It'll probably be decades before Ben Affleck takes to the stage at a giant political convention and starts talking to an empty chair, but don't be surprised if it happens. In so many ways - good ways - Affleck is following in the career footsteps of another exceptionally accomplished actor-turned-filmmaker, Clint Eastwood.

It'll probably be decades before Ben Affleck takes to the stage at a giant political convention and starts talking to an empty chair, but don't be surprised if it happens. In so many ways - good ways - Affleck is following in the career footsteps of another exceptionally accomplished actor-turned-filmmaker, Clint Eastwood.

In just his third feature as director - the smart, suspenseful and improbably true-life rescue saga, Argo - Affleck stars in and steers a sizable cast through a taut and terrifically crazy tale. It's the 1979 Iran hostage crisis, and six State Department employees have escaped the rush of rioters storming the U.S. Embassy in Tehran. (The unsettling déjà vu, with the film coming less than a month after the attack on the U.S. embassy in Libya, was certainly not in Warner Bros.' marketing plans.) The group has taken shelter in the Canadian Embassy, but it's only a matter of time before they're found out. How to engineer their getaway?

Send a CIA "exfiltration" specialist in. That would be Tony Mendez (Affleck), an ice-cool G-man who comes up with a scheme so far-fetched that it sounds like the stuff of a cheesy Tinseltown movie. And that, in fact, is his plan: to convince the new Iranian regime that he and his six colleagues (yes, the increasingly scared U.S. stowaways) are a film crew, scouting locations for a sci-fi fantasy adventure called Argo. After a couple of days touring the sites, they'll hop on a plane and return to L.A.

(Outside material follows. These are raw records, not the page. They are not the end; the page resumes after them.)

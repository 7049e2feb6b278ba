//! Text cleanup between extraction and translation.

use std::sync::OnceLock;

use regex::Regex;
use unicode_normalization::UnicodeNormalization;

use crate::model::{WordList, WORD_RECORD_STRIDE};

/// Punctuation dropped from words during extraction.
pub const IGNORED_PUNCTUATION: &str = "&:=()!;.,\\/\"\"''";

fn tag_regex() -> &'static Regex {
    static TAG: OnceLock<Regex> = OnceLock::new();
    TAG.get_or_init(|| Regex::new(r"(?s)<[^<>]*>").expect("tag pattern is valid"))
}

/// Reduce extracted text to plain text.
///
/// Removes inline markup tags, decodes XML/HTML entities, normalizes to NFC
/// and collapses whitespace runs. The result is trimmed.
pub fn strip_markup(text: &str) -> String {
    let without_tags = tag_regex().replace_all(text, "");
    let decoded = html_escape::decode_html_entities(&without_tags);
    let normalized: String = decoded.nfc().collect();
    normalized.split_whitespace().collect::<Vec<_>>().join(" ")
}

/// Words of a flat record list: elements 0, 5, 10, ...
pub fn select_words(tokens: &[String]) -> Vec<&str> {
    tokens
        .iter()
        .step_by(WORD_RECORD_STRIDE)
        .map(String::as_str)
        .collect()
}

/// Every word followed by one space.
pub fn join_words(words: &[&str]) -> String {
    words.iter().fold(String::new(), |mut out, word| {
        out.push_str(word);
        out.push(' ');
        out
    })
}

/// Plain text of a paragraph: selected words, space-joined, markup stripped.
pub fn paragraph_text(words: &WordList) -> String {
    strip_markup(&join_words(&select_words(words.tokens())))
}

/// Remove every character of `ignored` from `word`.
pub fn strip_ignored(word: &str, ignored: &str) -> String {
    word.chars().filter(|c| !ignored.contains(*c)).collect()
}
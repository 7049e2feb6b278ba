//! Data types shared by the pipeline, the backends and the translators.

mod annotation;
mod geometry;
mod language;
mod report;
mod words;

pub use annotation::{AnnotationFlags, AnnotationStyle, BaseFont, FreeTextAnnotation, Quadding};
pub use geometry::{convert_rectangles, ParagraphArea, Rect};
pub use language::Language;
pub use report::{ParagraphOutcome, ParagraphPreview, ParagraphReport, RunReport};
pub use words::{WordList, WORD_RECORD_STRIDE};
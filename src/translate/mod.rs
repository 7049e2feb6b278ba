//! Machine translation clients.
//!
//! The pipeline only needs one blocking call per paragraph, so the seam is a
//! small synchronous trait. Results are never cached or retried here.

#[cfg(feature = "google")]
mod google;

use serde::{Deserialize, Serialize};

use crate::error::Result;
use crate::model::Language;

#[cfg(feature = "google")]
pub use google::{parse_response, GoogleTranslator, DEFAULT_ENDPOINT, DEFAULT_TIMEOUT};

/// Result of one translation call.
#[derive(Debug, Clone, PartialEq, Eq, Serialize, Deserialize)]
pub struct Translation {
    pub source: Language,
    pub target: Language,
    /// Text that was sent
    pub original: String,
    /// Text that came back
    pub text: String,
}

/// A blocking translation service.
pub trait Translator {
    /// Short name used in logs.
    fn name(&self) -> &str;

    /// Translate `text` from `from` into `to`.
    fn translate(&self, text: &str, from: Language, to: Language) -> Result<Translation>;
}

impl<T: Translator + ?Sized> Translator for &T {
    fn name(&self) -> &str {
        (**self).name()
    }

    fn translate(&self, text: &str, from: Language, to: Language) -> Result<Translation> {
        (**self).translate(text, from, to)
    }
}

impl<T: Translator + ?Sized> Translator for Box<T> {
    fn name(&self) -> &str {
        (**self).name()
    }

    fn translate(&self, text: &str, from: Language, to: Language) -> Result<Translation> {
        (**self).translate(text, from, to)
    }
}
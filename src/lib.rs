//! # pdfgloss
//!
//! Translate the paragraphs of a PDF page and write each translation back
//! into the document as a FreeText annotation over the source paragraph.
//!
//! ## Quick Start
//!
//! ```no_run
//! use pdfgloss::translate_file;
//!
//! fn main() -> pdfgloss::Result<()> {
//!     let report = translate_file("paper.pdf", "paper_translated.pdf")?;
//!     println!("{} paragraphs translated", report.translated_count());
//!     Ok(())
//! }
//! ```
//!
//! ## How it works
//!
//! - The page is decoded and split into coarse paragraph areas
//! - Words inside each area are cleaned up into one line of plain text
//! - Each text goes to a [`Translator`], at most one call per 250 ms by default
//! - Translations become FreeText annotations in a copy of the document
//!
//! The PDF engine and the translation service sit behind traits
//! ([`DocumentBackend`], [`Translator`]) so either can be replaced.

pub mod backend;
pub mod detect;
pub mod error;
pub mod model;
pub mod options;
pub mod pacing;
pub mod pipeline;
pub mod text;
pub mod translate;

// Re-export commonly used types
pub use backend::{
    AnnotationEditor, CloseOnDrop, Closeable, DocumentBackend, LopdfBackend, PageDecoder,
};
pub use detect::{read_header, PdfHeader};
pub use error::{Error, Result};
pub use model::{
    AnnotationFlags, AnnotationStyle, BaseFont, FreeTextAnnotation, Language, ParagraphArea,
    ParagraphOutcome, ParagraphPreview, ParagraphReport, Quadding, Rect, RunReport, WordList,
    WORD_RECORD_STRIDE,
};
pub use options::TranslateOptions;
pub use pacing::{Interrupt, Pacer, Sleeper, ThreadSleeper};
pub use pipeline::{preview_paragraphs, Pipeline};
pub use text::{strip_markup, IGNORED_PUNCTUATION};
#[cfg(feature = "google")]
pub use translate::GoogleTranslator;
pub use translate::{Translation, Translator};

use std::path::Path;
#[cfg(feature = "google")]
use std::time::Duration;

/// Translate page 1 of `input` from Simplified Chinese to English and
/// write the annotated document to `output`.
///
/// # Example
///
/// ```no_run
/// let report = pdfgloss::translate_file("in.pdf", "out.pdf").unwrap();
/// assert_eq!(report.page, 1);
/// ```
#[cfg(feature = "google")]
pub fn translate_file<P: AsRef<Path>, Q: AsRef<Path>>(input: P, output: Q) -> Result<RunReport> {
    PdfGloss::new().translate(input, output)
}

/// List the paragraphs detected on page 1 with their extracted text.
pub fn list_paragraphs<P: AsRef<Path>>(input: P) -> Result<Vec<ParagraphPreview>> {
    PdfGloss::new().paragraphs(input)
}

/// Builder for translation runs with the bundled lopdf backend.
///
/// # Example
///
/// ```no_run
/// use pdfgloss::{Language, PdfGloss};
/// use std::time::Duration;
///
/// let report = PdfGloss::new()
///     .with_page(2)
///     .with_languages(Language::Japanese, Language::English)
///     .with_min_interval(Duration::from_millis(500))
///     .translate("in.pdf", "out.pdf")?;
/// # Ok::<(), pdfgloss::Error>(())
/// ```
pub struct PdfGloss {
    options: TranslateOptions,
    interrupt: Interrupt,
    #[cfg(feature = "google")]
    endpoint: Option<String>,
    #[cfg(feature = "google")]
    timeout: Duration,
}

impl PdfGloss {
    /// Create a new builder with default options.
    pub fn new() -> Self {
        Self {
            options: TranslateOptions::default(),
            interrupt: Interrupt::new(),
            #[cfg(feature = "google")]
            endpoint: None,
            #[cfg(feature = "google")]
            timeout: translate::DEFAULT_TIMEOUT,
        }
    }

    /// Replace all options at once.
    pub fn with_options(mut self, options: TranslateOptions) -> Self {
        self.options = options;
        self
    }

    /// Set the page to translate (1-indexed).
    pub fn with_page(mut self, page: u32) -> Self {
        self.options = self.options.with_page(page);
        self
    }

    /// Set source and target language.
    pub fn with_languages(mut self, source: Language, target: Language) -> Self {
        self.options = self.options.with_languages(source, target);
        self
    }

    /// Set paragraph merge sensitivity.
    pub fn with_merge_sensitivity(mut self, sensitivity: u32) -> Self {
        self.options = self.options.with_merge_sensitivity(sensitivity);
        self
    }

    /// Set the minimum interval between translation calls.
    pub fn with_min_interval(mut self, interval: std::time::Duration) -> Self {
        self.options = self.options.with_min_interval(interval);
        self
    }

    /// Set the annotation style.
    pub fn with_style(mut self, style: AnnotationStyle) -> Self {
        self.options = self.options.with_style(style);
        self
    }

    /// Share an interruption flag, e.g. with a Ctrl-C handler.
    pub fn with_interrupt(mut self, interrupt: Interrupt) -> Self {
        self.interrupt = interrupt;
        self
    }

    /// Send translation requests to another endpoint.
    #[cfg(feature = "google")]
    pub fn with_endpoint(mut self, endpoint: impl Into<String>) -> Self {
        self.endpoint = Some(endpoint.into());
        self
    }

    /// Set the per-request timeout.
    #[cfg(feature = "google")]
    pub fn with_timeout(mut self, timeout: Duration) -> Self {
        self.timeout = timeout;
        self
    }

    pub fn options(&self) -> &TranslateOptions {
        &self.options
    }

    /// Translate with the Google web translator.
    #[cfg(feature = "google")]
    pub fn translate<P: AsRef<Path>, Q: AsRef<Path>>(self, input: P, output: Q) -> Result<RunReport> {
        self.translate_with_progress(input, output, |_, _| {})
    }

    /// Translate with the Google web translator, reporting `(done, total)`.
    #[cfg(feature = "google")]
    pub fn translate_with_progress<P, Q, F>(self, input: P, output: Q, mut progress: F) -> Result<RunReport>
    where
        P: AsRef<Path>,
        Q: AsRef<Path>,
        F: FnMut(usize, usize),
    {
        let endpoint = self
            .endpoint
            .as_deref()
            .unwrap_or(translate::DEFAULT_ENDPOINT);
        let translator = GoogleTranslator::with_endpoint(endpoint, self.timeout)?;
        self.translate_with(translator, input, output, &mut progress)
    }

    /// Translate with any [`Translator`].
    pub fn translate_with<T, P, Q>(
        self,
        translator: T,
        input: P,
        output: Q,
        progress: &mut dyn FnMut(usize, usize),
    ) -> Result<RunReport>
    where
        T: Translator,
        P: AsRef<Path>,
        Q: AsRef<Path>,
    {
        Pipeline::new(LopdfBackend::new(), translator)
            .with_options(self.options)
            .with_interrupt(self.interrupt)
            .run_with_progress(input, output, progress)
    }

    /// Detected paragraphs and their text, without translating.
    pub fn paragraphs<P: AsRef<Path>>(&self, input: P) -> Result<Vec<ParagraphPreview>> {
        preview_paragraphs(&LopdfBackend::new(), input, &self.options)
    }
}

impl Default for PdfGloss {
    fn default() -> Self {
        Self::new()
    }
}
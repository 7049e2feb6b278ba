//! FreeText annotation model.

use serde::{Deserialize, Serialize};

use super::Rect;

/// Annotation flags (PDF 32000-1, table 165), in bit order.
///
/// Kept as named booleans internally; [`AnnotationFlags::bits`] produces the
/// integer stored under `/F`.
#[derive(Debug, Clone, Copy, PartialEq, Eq, Serialize, Deserialize)]
pub struct AnnotationFlags {
    pub invisible: bool,
    pub hidden: bool,
    pub print: bool,
    pub no_zoom: bool,
    pub no_rotate: bool,
    pub no_view: bool,
    pub read_only: bool,
    pub locked: bool,
    pub toggle_no_view: bool,
    pub locked_contents: bool,
}

impl AnnotationFlags {
    /// No flags set.
    pub const fn empty() -> Self {
        Self {
            invisible: false,
            hidden: false,
            print: false,
            no_zoom: false,
            no_rotate: false,
            no_view: false,
            read_only: false,
            locked: false,
            toggle_no_view: false,
            locked_contents: false,
        }
    }

    /// Printable, non-rotating, read-only and fully locked.
    ///
    /// This is the flag set written for translation overlays (`/F 724`).
    pub const fn overlay() -> Self {
        Self {
            print: true,
            no_rotate: true,
            read_only: true,
            locked: true,
            locked_contents: true,
            ..Self::empty()
        }
    }

    /// Integer value for the `/F` entry. Flag n (1-based) is bit n-1.
    pub fn bits(&self) -> u32 {
        [
            self.invisible,
            self.hidden,
            self.print,
            self.no_zoom,
            self.no_rotate,
            self.no_view,
            self.read_only,
            self.locked,
            self.toggle_no_view,
            self.locked_contents,
        ]
        .iter()
        .enumerate()
        .filter(|(_, set)| **set)
        .fold(0, |acc, (bit, _)| acc | (1 << bit))
    }

    /// Inverse of [`AnnotationFlags::bits`]; unknown bits are ignored.
    pub fn from_bits(bits: u32) -> Self {
        let has = |bit: u32| bits & (1 << bit) != 0;
        Self {
            invisible: has(0),
            hidden: has(1),
            print: has(2),
            no_zoom: has(3),
            no_rotate: has(4),
            no_view: has(5),
            read_only: has(6),
            locked: has(7),
            toggle_no_view: has(8),
            locked_contents: has(9),
        }
    }
}

impl Default for AnnotationFlags {
    fn default() -> Self {
        Self::overlay()
    }
}

/// One of the 14 standard PDF fonts.
#[derive(Debug, Clone, Copy, Default, PartialEq, Eq, Serialize, Deserialize)]
pub enum BaseFont {
    #[default]
    Helvetica,
    HelveticaBold,
    TimesRoman,
    Courier,
}

impl BaseFont {
    /// PostScript name used in `/BaseFont`.
    pub fn postscript_name(&self) -> &'static str {
        match self {
            BaseFont::Helvetica => "Helvetica",
            BaseFont::HelveticaBold => "Helvetica-Bold",
            BaseFont::TimesRoman => "Times-Roman",
            BaseFont::Courier => "Courier",
        }
    }

    /// Resource name used in default appearance strings.
    pub fn resource_name(&self) -> &'static str {
        match self {
            BaseFont::Helvetica => "Helv",
            BaseFont::HelveticaBold => "HeBo",
            BaseFont::TimesRoman => "TiRo",
            BaseFont::Courier => "Cour",
        }
    }

    /// Average glyph advance as a fraction of the font size.
    pub(crate) fn average_advance(&self) -> f32 {
        match self {
            BaseFont::Courier => 0.6,
            BaseFont::HelveticaBold => 0.55,
            BaseFont::Helvetica => 0.5,
            BaseFont::TimesRoman => 0.45,
        }
    }
}

/// Text justification (`/Q`).
#[derive(Debug, Clone, Copy, Default, PartialEq, Eq, Serialize, Deserialize)]
pub enum Quadding {
    #[default]
    LeftJustified,
    Centered,
    RightJustified,
}

impl Quadding {
    pub fn value(&self) -> i64 {
        match self {
            Quadding::LeftJustified => 0,
            Quadding::Centered => 1,
            Quadding::RightJustified => 2,
        }
    }
}

/// Visual style shared by every annotation of a run.
#[derive(Debug, Clone, PartialEq, Serialize, Deserialize)]
pub struct AnnotationStyle {
    /// Display flags
    pub flags: AnnotationFlags,
    /// Background colour, RGB in 0..=1
    pub color: [f32; 3],
    /// Constant opacity (`/CA`)
    pub opacity: f32,
    /// Border width in points
    pub border_width: f32,
    /// Font for the translated text
    pub font: BaseFont,
    /// Font size in points
    pub font_size: f32,
    /// Text justification
    pub quadding: Quadding,
}

impl AnnotationStyle {
    pub fn new() -> Self {
        Self::default()
    }

    pub fn with_flags(mut self, flags: AnnotationFlags) -> Self {
        self.flags = flags;
        self
    }

    pub fn with_color(mut self, color: [f32; 3]) -> Self {
        self.color = color.map(|c| c.clamp(0.0, 1.0));
        self
    }

    pub fn with_opacity(mut self, opacity: f32) -> Self {
        self.opacity = opacity.clamp(0.0, 1.0);
        self
    }

    pub fn with_border_width(mut self, width: f32) -> Self {
        self.border_width = width.max(0.0);
        self
    }

    pub fn with_font(mut self, font: BaseFont) -> Self {
        self.font = font;
        self
    }

    pub fn with_font_size(mut self, size: f32) -> Self {
        self.font_size = size;
        self
    }

    pub fn with_quadding(mut self, quadding: Quadding) -> Self {
        self.quadding = quadding;
        self
    }
}

impl Default for AnnotationStyle {
    fn default() -> Self {
        Self {
            flags: AnnotationFlags::overlay(),
            color: [0.9, 0.5, 0.8],
            opacity: 1.0,
            border_width: 1.0,
            font: BaseFont::Helvetica,
            font_size: 10.0,
            quadding: Quadding::LeftJustified,
        }
    }
}

/// A FreeText annotation waiting to be written to a page.
#[derive(Debug, Clone, PartialEq, Serialize, Deserialize)]
pub struct FreeTextAnnotation {
    /// Annotation rectangle `[x1, y1, x2, y2]`
    pub rect: [f32; 4],
    /// Text shown in the box
    pub contents: String,
    /// Visual style
    pub style: AnnotationStyle,
}

impl FreeTextAnnotation {
    /// Create an annotation covering `rect`.
    pub fn new(rect: Rect, contents: impl Into<String>, style: AnnotationStyle) -> Self {
        Self {
            rect: rect.to_float_array(),
            contents: contents.into(),
            style,
        }
    }

    pub fn width(&self) -> f32 {
        (self.rect[2] - self.rect[0]).abs()
    }

    pub fn height(&self) -> f32 {
        (self.rect[3] - self.rect[1]).abs()
    }
}

#[cfg(test)]
mod tests {
    use super::*;

    #[test]
    fn test_overlay_flags_bits() {
        // print | no_rotate | read_only | locked | locked_contents
        assert_eq!(AnnotationFlags::overlay().bits(), 4 + 16 + 64 + 128 + 512);
        assert_eq!(AnnotationFlags::default().bits(), 724);
    }

    #[test]
    fn test_flags_round_trip_single_bits() {
        for bit in 0..10 {
            let flags = AnnotationFlags::from_bits(1 << bit);
            assert_eq!(flags.bits(), 1 << bit);
        }
        assert_eq!(AnnotationFlags::empty().bits(), 0);
        assert_eq!(AnnotationFlags::from_bits(1 << 12), AnnotationFlags::empty());
    }

    #[test]
    fn test_default_style() {
        let style = AnnotationStyle::default();
        assert_eq!(style.color, [0.9, 0.5, 0.8]);
        assert_eq!(style.opacity, 1.0);
        assert_eq!(style.font, BaseFont::Helvetica);
        assert_eq!(style.font_size, 10.0);
        assert_eq!(style.quadding, Quadding::LeftJustified);
    }

    #[test]
    fn test_style_builder_clamps() {
        let style = AnnotationStyle::new()
            .with_opacity(3.0)
            .with_color([1.5, -1.0, 0.5])
            .with_border_width(-2.0);
        assert_eq!(style.opacity, 1.0);
        assert_eq!(style.color, [1.0, 0.0, 0.5]);
        assert_eq!(style.border_width, 0.0);
    }

    #[test]
    fn test_annotation_from_rect() {
        let ann = FreeTextAnnotation::new(Rect::new(10, 20, 110, 60), "Hello", AnnotationStyle::default());
        assert_eq!(ann.rect, [10.0, 20.0, 110.0, 60.0]);
        assert_eq!(ann.width(), 100.0);
        assert_eq!(ann.height(), 40.0);
    }
}
//! PDF header sniffing.
//!
//! The lopdf loader accepts a fair amount of garbage before giving up, so the
//! backend checks the `%PDF-x.y` header first to report non-PDF input early.

use crate::error::{Error, Result};
use std::fs::File;
use std::io::Read;
use std::path::Path;

const PDF_MAGIC: &[u8] = b"%PDF-";
const VERSION_LEN: usize = 3;
const HEADER_READ_LEN: u64 = 16;

/// Version declared in a PDF header.
#[derive(Debug, Clone, PartialEq, Eq)]
pub struct PdfHeader {
    /// PDF version (e.g., "1.7", "2.0")
    pub version: String,
}

impl std::fmt::Display for PdfHeader {
    fn fmt(&self, f: &mut std::fmt::Formatter<'_>) -> std::fmt::Result {
        write!(f, "PDF {}", self.version)
    }
}

/// Read and validate the header of a file on disk.
pub fn read_header<P: AsRef<Path>>(path: P) -> Result<PdfHeader> {
    let mut head = Vec::with_capacity(HEADER_READ_LEN as usize);
    File::open(path)?
        .take(HEADER_READ_LEN)
        .read_to_end(&mut head)?;
    parse_header(&head)
}

/// Validate the header at the start of `data`.
fn parse_header(data: &[u8]) -> Result<PdfHeader> {
    let rest = data.strip_prefix(PDF_MAGIC).ok_or(Error::UnknownFormat)?;
    let version_bytes = rest.get(..VERSION_LEN).ok_or(Error::UnknownFormat)?;
    let version = String::from_utf8_lossy(version_bytes).to_string();

    if !is_valid_version(&version) {
        return Err(Error::UnsupportedVersion(version));
    }

    Ok(PdfHeader { version })
}

fn is_valid_version(version: &str) -> bool {
    let bytes = version.as_bytes();
    bytes.len() == 3 && bytes[0].is_ascii_digit() && bytes[1] == b'.' && bytes[2].is_ascii_digit()
}

#[cfg(test)]
mod tests {
    use super::*;

    #[test]
    fn test_parse_valid_header() {
        let header = parse_header(b"%PDF-1.7\n%\xe2\xe3\xcf\xd3").unwrap();
        assert_eq!(header.version, "1.7");
        assert_eq!(header.to_string(), "PDF 1.7");
    }

    #[test]
    fn test_parse_pdf_2_0() {
        assert_eq!(parse_header(b"%PDF-2.0\n").unwrap().version, "2.0");
    }

    #[test]
    fn test_parse_not_a_pdf() {
        let result = parse_header(b"<!DOCTYPE html>");
        assert!(matches!(result, Err(Error::UnknownFormat)));
    }

    #[test]
    fn test_parse_truncated() {
        assert!(matches!(parse_header(b"%PDF"), Err(Error::UnknownFormat)));
        assert!(matches!(parse_header(b"%PDF-1"), Err(Error::UnknownFormat)));
        assert!(matches!(parse_header(b""), Err(Error::UnknownFormat)));
    }

    #[test]
    fn test_parse_bad_version() {
        let result = parse_header(b"%PDF-x.y\n");
        assert!(matches!(result, Err(Error::UnsupportedVersion(v)) if v == "x.y"));
    }

    #[test]
    fn test_read_header_rejects_html() {
        let dir = tempfile::tempdir().unwrap();
        let path = dir.path().join("page.pdf");
        std::fs::write(&path, "<!DOCTYPE html>").unwrap();
        assert!(matches!(read_header(&path), Err(Error::UnknownFormat)));
    }

    #[test]
    fn test_read_header_missing_file() {
        let result = read_header("definitely/not/here.pdf");
        assert!(matches!(result, Err(Error::Io(_))));
    }
}
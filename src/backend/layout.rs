//! Coarse paragraph estimation.
//!
//! Spans are grouped into lines by baseline, and consecutive lines into
//! paragraphs by vertical gap, font size and left edge. Single column only;
//! this is a stand-in for a real layout engine, not a replacement for one.

use std::cmp::Ordering;

use crate::model::ParagraphArea;

use super::content::PositionedSpan;

/// A line of spans sharing a baseline.
#[derive(Debug, Clone)]
pub struct TextLine {
    /// Spans sorted left to right
    pub spans: Vec<PositionedSpan>,
    /// Baseline of the first span
    pub y: f32,
    /// Left edge
    pub x: f32,
    /// Right edge
    pub right: f32,
    /// Largest font size on the line
    pub font_size: f32,
}

impl TextLine {
    fn from_spans(mut spans: Vec<PositionedSpan>) -> Self {
        spans.sort_by(|a, b| a.x.partial_cmp(&b.x).unwrap_or(Ordering::Equal));
        let x = spans.iter().map(|s| s.x).fold(f32::INFINITY, f32::min);
        let right = spans.iter().map(|s| s.right()).fold(f32::NEG_INFINITY, f32::max);
        let font_size = spans.iter().map(|s| s.font_size).fold(0.0, f32::max);
        let y = spans.first().map(|s| s.y).unwrap_or(0.0);
        Self {
            spans,
            y,
            x,
            right,
            font_size,
        }
    }

    pub fn top(&self) -> f32 {
        self.spans.iter().map(|s| s.top()).fold(f32::NEG_INFINITY, f32::max)
    }

    pub fn bottom(&self) -> f32 {
        self.spans.iter().map(|s| s.bottom()).fold(f32::INFINITY, f32::min)
    }
}

/// Group spans into lines, top of the page first.
pub fn group_into_lines(spans: &[PositionedSpan]) -> Vec<TextLine> {
    let mut sorted: Vec<PositionedSpan> = spans.to_vec();
    sorted.sort_by(|a, b| {
        b.y.partial_cmp(&a.y)
            .unwrap_or(Ordering::Equal)
            .then(a.x.partial_cmp(&b.x).unwrap_or(Ordering::Equal))
    });

    let mut lines = Vec::new();
    let mut current: Vec<PositionedSpan> = Vec::new();
    let mut current_y: Option<f32> = None;

    for span in sorted {
        let tolerance = span.font_size * 0.3;
        match current_y {
            Some(y) if (span.y - y).abs() <= tolerance => current.push(span),
            _ => {
                if !current.is_empty() {
                    lines.push(TextLine::from_spans(std::mem::take(&mut current)));
                }
                current_y = Some(span.y);
                current.push(span);
            }
        }
    }
    if !current.is_empty() {
        lines.push(TextLine::from_spans(current));
    }

    lines
}

/// Whether `curr` starts a new paragraph after `prev`.
fn should_break(prev: &TextLine, curr: &TextLine, sensitivity: u32) -> bool {
    let sensitivity = sensitivity as f32;
    let size = prev.font_size.max(curr.font_size);

    let gap = prev.y - curr.y;
    if gap > size * (1.2 + 0.1 * sensitivity) {
        return true;
    }

    if (prev.font_size - curr.font_size).abs() > 1.0 {
        return true;
    }

    (prev.x - curr.x).abs() > 4.0 * sensitivity
}

/// Estimate paragraph areas from the spans of one page.
pub fn estimate_paragraphs(spans: &[PositionedSpan], merge_sensitivity: u32) -> Vec<ParagraphArea> {
    let lines = group_into_lines(spans);
    let mut areas = Vec::new();
    let mut block: Vec<&TextLine> = Vec::new();

    for line in &lines {
        if let Some(prev) = block.last() {
            if should_break(prev, line, merge_sensitivity) {
                areas.push(enclosing_area(&block));
                block.clear();
            }
        }
        block.push(line);
    }
    if !block.is_empty() {
        areas.push(enclosing_area(&block));
    }

    log::debug!(
        "Estimated {} paragraphs from {} lines (sensitivity {})",
        areas.len(),
        lines.len(),
        merge_sensitivity
    );
    areas
}

/// Smallest integer area enclosing every line of a block.
fn enclosing_area(lines: &[&TextLine]) -> ParagraphArea {
    let left = lines.iter().map(|l| l.x).fold(f32::INFINITY, f32::min);
    let right = lines.iter().map(|l| l.right).fold(f32::NEG_INFINITY, f32::max);
    let bottom = lines.iter().map(|l| l.bottom()).fold(f32::INFINITY, f32::min);
    let top = lines.iter().map(|l| l.top()).fold(f32::NEG_INFINITY, f32::max);

    let x = left.floor() as i32;
    let y = bottom.floor() as i32;
    ParagraphArea::new(x, y, right.ceil() as i32 - x, top.ceil() as i32 - y)
}
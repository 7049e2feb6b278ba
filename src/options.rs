//! Run configuration.

use std::time::Duration;

use serde::{Deserialize, Serialize};

use crate::model::{AnnotationStyle, Language};
use crate::pacing::DEFAULT_MIN_INTERVAL;
use crate::text::IGNORED_PUNCTUATION;

/// Default paragraph merge sensitivity.
pub const DEFAULT_MERGE_SENSITIVITY: u32 = 5;

/// Options for one translation run.
#[derive(Debug, Clone, PartialEq, Serialize, Deserialize)]
pub struct TranslateOptions {
    /// Page to process (1-indexed)
    pub page: u32,

    /// How eagerly nearby fragments merge into one paragraph
    pub merge_sensitivity: u32,

    /// Language of the document
    pub source: Language,

    /// Language of the annotations
    pub target: Language,

    /// Minimum spacing between translation calls
    pub min_interval: Duration,

    /// Characters dropped from extracted words
    pub ignored_punctuation: String,

    /// Whether the extractor splits spans into words
    pub estimate_spaces: bool,

    /// Look of the written annotations
    pub style: AnnotationStyle,
}

impl TranslateOptions {
    pub fn new() -> Self {
        Self::default()
    }

    /// Set the page to process. Page 0 is treated as page 1.
    pub fn with_page(mut self, page: u32) -> Self {
        self.page = page.max(1);
        self
    }

    pub fn with_merge_sensitivity(mut self, sensitivity: u32) -> Self {
        self.merge_sensitivity = sensitivity;
        self
    }

    /// Set source and target language.
    pub fn with_languages(mut self, source: Language, target: Language) -> Self {
        self.source = source;
        self.target = target;
        self
    }

    pub fn with_min_interval(mut self, interval: Duration) -> Self {
        self.min_interval = interval;
        self
    }

    pub fn with_ignored_punctuation(mut self, ignored: impl Into<String>) -> Self {
        self.ignored_punctuation = ignored.into();
        self
    }

    pub fn with_estimate_spaces(mut self, estimate: bool) -> Self {
        self.estimate_spaces = estimate;
        self
    }

    pub fn with_style(mut self, style: AnnotationStyle) -> Self {
        self.style = style;
        self
    }
}

impl Default for TranslateOptions {
    fn default() -> Self {
        Self {
            page: 1,
            merge_sensitivity: DEFAULT_MERGE_SENSITIVITY,
            source: Language::ChineseSimplified,
            target: Language::English,
            min_interval: DEFAULT_MIN_INTERVAL,
            ignored_punctuation: IGNORED_PUNCTUATION.to_string(),
            estimate_spaces: true,
            style: AnnotationStyle::default(),
        }
    }
}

The revolutionaries aren't dummies, though. Mendez has to set up a production office on a studio backlot (manned by a pair of old-school movie men, played with gusto by Alan Arkin and John Goodman), buy ads in the trade mags, create storyboards and a script and then make his way to Tehran, sneak into the Canadian Embassy to meet with the State Department six and prep them to act like screenwriters, producers, and cinematographers, eager to explore the exotic marketplaces of the city and the scenic desert backdrops that ring Tehran.

Oh, yes, there are passports to forge, and government cultural officials to persuade, and 52 fellow Americans held captive somewhere in the city.

Risky? Absolutely. One of Affleck's great feats in Argo is to show both Mendez's confidence and calm, but also the nagging doubt and dread in his eyes. He knows this could all go wrong. And things come very close to doing so, thanks - or no thanks - to the Revolutionary Guard, but also to second-guessing back in Washington. The back-in-D.C. crowd includes Bryan Cranston, as Mendez's phone-wielding CIA overseer; Kyle Chandler, as Hamilton Jordan, Jimmy Carter's chief of staff; and Chris Messina. Victor Garber plays Canadian Ambassador Ken Taylor with north-of-the-border placidity - the Canadian role in harboring the six, and then aiding in their escape, placed Taylor and his government at risk as well.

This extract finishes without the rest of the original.